DATA EXCERPTS:
◆ ◆ ◆ ◆

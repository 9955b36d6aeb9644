//! Application services over the chain client
//!
//! `Dapp` wires configuration, contract bindings, the session owner and the
//! lifecycle manager together. Both the TUI worker and the headless
//! commands drive it.

mod counter;
mod faucet;
mod lifecycle;

use std::sync::Arc;

use alloy_primitives::{Address, U256};

pub use counter::{Counter, CounterRefreshError};
pub use faucet::{Faucet, FaucetReadings, FaucetRefreshError, FaucetView};
pub use lifecycle::{
    CancelHandle, CancelToken, NoRefresh, Refresher, TxManager, TxReport, WriteCall,
};

use crate::config::{Config, ConfigError};
use crate::domain::abi::{ContractKind, InterfaceRegistry};
use crate::domain::eligibility::Clock;
use crate::domain::error::{RefreshError, TxError, ValidationError};
use crate::domain::lifecycle::ActionSlot;
use crate::domain::session::{SessionSnapshot, SessionState, WalletNotification};
use crate::infrastructure::abi::ContractBinding;
use crate::infrastructure::ethereum::{ChainClient, ChainError};

/// Which derived view a confirmed write invalidates
#[derive(Debug, Clone, Copy, PartialEq, Eq)]
pub enum RefreshTarget {
    Faucet,
    Counter,
}

impl RefreshTarget {
    pub fn for_slot(slot: ActionSlot) -> Self {
        match slot {
            ActionSlot::Claim | ActionSlot::Fund => RefreshTarget::Faucet,
            ActionSlot::Increment | ActionSlot::IncrementBy => RefreshTarget::Counter,
        }
    }
}

/// Receives fresh reads as they complete
pub trait ViewSink: Send + Sync {
    fn faucet(&self, result: &Result<FaucetView, FaucetRefreshError>);
    fn counter(&self, result: &Result<U256, CounterRefreshError>);
}

pub struct Dapp {
    client: Arc<dyn ChainClient>,
    session: Arc<SessionState>,
    manager: TxManager,
    clock: Arc<dyn Clock>,
    faucet: Result<Faucet, ValidationError>,
    counter: Result<Counter, ValidationError>,
    account_index: usize,
}

impl Dapp {
    pub fn new(
        client: Arc<dyn ChainClient>,
        config: &Config,
        interfaces: &InterfaceRegistry,
        clock: Arc<dyn Clock>,
    ) -> Result<Self, ConfigError> {
        let binding = |kind: ContractKind| -> Result<Result<ContractBinding, ValidationError>, ConfigError> {
            let address = config.contract(kind)?;
            Ok(match (address, interfaces.get(kind)) {
                (Some(address), Some(interface)) => Ok(ContractBinding::new(kind, address, interface)),
                _ => Err(ValidationError::MissingContract(kind)),
            })
        };

        let token = binding(ContractKind::Token)?;
        let faucet = binding(ContractKind::Faucet)?;
        let counter = binding(ContractKind::Counter)?.map(Counter::new);
        let faucet = token.and_then(|token| faucet.map(|faucet| Faucet::new(token, faucet)));

        let session = Arc::new(SessionState::new());
        let manager = TxManager::new(
            client.clone(),
            session.subscribe(),
            config.chain_id,
            config.poll_interval(),
        );

        Ok(Self {
            client,
            session,
            manager,
            clock,
            faucet,
            counter,
            account_index: config.wallet.account_index,
        })
    }

    pub fn client(&self) -> &Arc<dyn ChainClient> {
        &self.client
    }

    pub fn session(&self) -> &Arc<SessionState> {
        &self.session
    }

    pub fn manager(&self) -> &TxManager {
        &self.manager
    }

    pub fn faucet(&self) -> Result<&Faucet, ValidationError> {
        self.faucet.as_ref().map_err(Clone::clone)
    }

    pub fn counter(&self) -> Result<&Counter, ValidationError> {
        self.counter.as_ref().map_err(Clone::clone)
    }

    pub fn now(&self) -> u64 {
        self.clock.now()
    }

    /// Connect the wallet and select the configured account
    pub async fn connect(&self) -> Result<SessionSnapshot, ChainError> {
        let wallet = self.client.connect().await?;
        tracing::info!(
            accounts = wallet.accounts.len(),
            chain_id = wallet.chain_id,
            endpoint = %self.client.endpoint_name(),
            "wallet connected"
        );
        self.session.apply(WalletNotification::Connected {
            accounts: wallet.accounts,
            chain_id: wallet.chain_id,
            selected: self.account_index,
        });
        Ok(self.session.snapshot())
    }

    pub fn disconnect(&self) {
        tracing::info!("wallet disconnected");
        self.session.apply(WalletNotification::Disconnected);
    }

    /// Re-read accounts and chain id, publishing any change
    pub async fn sync_session(&self) -> Result<bool, ChainError> {
        let before = self.session.snapshot();
        if !before.connected {
            return Ok(false);
        }
        let wallet = self.client.connect().await?;
        if wallet.accounts != before.accounts {
            tracing::info!(accounts = wallet.accounts.len(), "accounts changed");
            self.session
                .apply(WalletNotification::AccountsChanged(wallet.accounts));
        }
        if Some(wallet.chain_id) != before.chain_id {
            tracing::info!(chain_id = wallet.chain_id, "chain changed");
            self.session.apply(WalletNotification::ChainChanged(wallet.chain_id));
        }
        Ok(self.session.snapshot() != before)
    }

    pub async fn refresh_faucet(&self, account: Address) -> Result<FaucetView, FaucetRefreshError> {
        let faucet = self
            .faucet()
            .map_err(|err| RefreshError::new("faucet", err.to_string(), FaucetReadings::default()))?;
        let result = faucet.refresh(self.client.as_ref(), account).await;
        if let Err(err) = &result {
            tracing::warn!(%account, error = %err, "faucet refresh failed");
        }
        result
    }

    pub async fn refresh_counter(&self) -> Result<U256, CounterRefreshError> {
        let counter = self
            .counter()
            .map_err(|err| RefreshError::new("counter", err.to_string(), ()))?;
        let result = counter.refresh(self.client.as_ref()).await;
        if let Err(err) = &result {
            tracing::warn!(error = %err, "counter refresh failed");
        }
        result
    }

    /// Refresh both views concurrently
    pub async fn refresh_all(
        &self,
        account: Address,
    ) -> (
        Result<FaucetView, FaucetRefreshError>,
        Result<U256, CounterRefreshError>,
    ) {
        futures::future::join(self.refresh_faucet(account), self.refresh_counter()).await
    }

    /// Claim from the faucet; `next_claim_at` is the cached read, if any
    pub async fn claim(
        &self,
        cancel: CancelToken,
        next_claim_at: Option<u64>,
        refresher: &dyn Refresher,
    ) -> Result<TxReport, TxError> {
        let faucet = self.faucet.clone();
        let now = self.now();
        self.manager
            .execute(
                ActionSlot::Claim,
                cancel,
                move |session| faucet?.claim_call(session, next_claim_at, now),
                refresher,
            )
            .await
    }

    pub async fn increment(&self, cancel: CancelToken, refresher: &dyn Refresher) -> Result<TxReport, TxError> {
        let counter = self.counter.clone();
        self.manager
            .execute(
                ActionSlot::Increment,
                cancel,
                move |_| Ok(counter?.increment_call()),
                refresher,
            )
            .await
    }

    pub async fn increment_by(
        &self,
        cancel: CancelToken,
        amount: String,
        refresher: &dyn Refresher,
    ) -> Result<TxReport, TxError> {
        let counter = self.counter.clone();
        self.manager
            .execute(
                ActionSlot::IncrementBy,
                cancel,
                move |_| counter?.increment_by_call(&amount),
                refresher,
            )
            .await
    }

    /// Transfer `amount` smallest token units from the account to the faucet
    pub async fn fund(
        &self,
        cancel: CancelToken,
        amount: String,
        refresher: &dyn Refresher,
    ) -> Result<TxReport, TxError> {
        let faucet = self.faucet.clone();
        self.manager
            .execute(
                ActionSlot::Fund,
                cancel,
                move |_| faucet?.fund_call(&amount),
                refresher,
            )
            .await
    }

    /// Refresher that re-reads `target` and hands results to `sink`
    pub fn refresher<'a>(&'a self, target: RefreshTarget, sink: &'a dyn ViewSink) -> ViewRefresh<'a> {
        ViewRefresh {
            dapp: self,
            target,
            sink,
        }
    }
}

/// Post-confirmation refresh of one view
pub struct ViewRefresh<'a> {
    dapp: &'a Dapp,
    target: RefreshTarget,
    sink: &'a dyn ViewSink,
}

#[async_trait::async_trait]
impl<'a> Refresher for ViewRefresh<'a> {
    async fn refresh(&self, account: Address) -> Result<(), String> {
        match self.target {
            RefreshTarget::Faucet => {
                let result = self.dapp.refresh_faucet(account).await;
                self.sink.faucet(&result);
                result.map(|_| ()).map_err(|err| err.to_string())
            }
            RefreshTarget::Counter => {
                let result = self.dapp.refresh_counter().await;
                self.sink.counter(&result);
                result.map(|_| ()).map_err(|err| err.to_string())
            }
        }
    }
}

◆ ◆ ◆ ◆

PROBLEM STATEMENT: Repeat, word for word, the lines from the start of the records to the line that contains "use crate::domain::lifecycle::ActionSlot;", both of them included, and no others.

SOLUTION FOR THIS PROBLEM:
repository 9955b36d6aeb9644
//! Application services over the chain client
//!
//! `Dapp` wires configuration, contract bindings, the session owner and the
//! lifecycle manager together. Both the TUI worker and the headless
//! commands drive it.

mod counter;
mod faucet;
mod lifecycle;

use std::sync::Arc;

use alloy_primitives::{Address, U256};

pub use counter::{Counter, CounterRefreshError};
pub use faucet::{Faucet, FaucetReadings, FaucetRefreshError, FaucetView};
pub use lifecycle::{
    CancelHandle, CancelToken, NoRefresh, Refresher, TxManager, TxReport, WriteCall,
};

use crate::config::{Config, ConfigError};
use crate::domain::abi::{ContractKind, InterfaceRegistry};
use crate::domain::eligibility::Clock;
use crate::domain::error::{RefreshError, TxError, ValidationError};
use crate::domain::lifecycle::ActionSlot;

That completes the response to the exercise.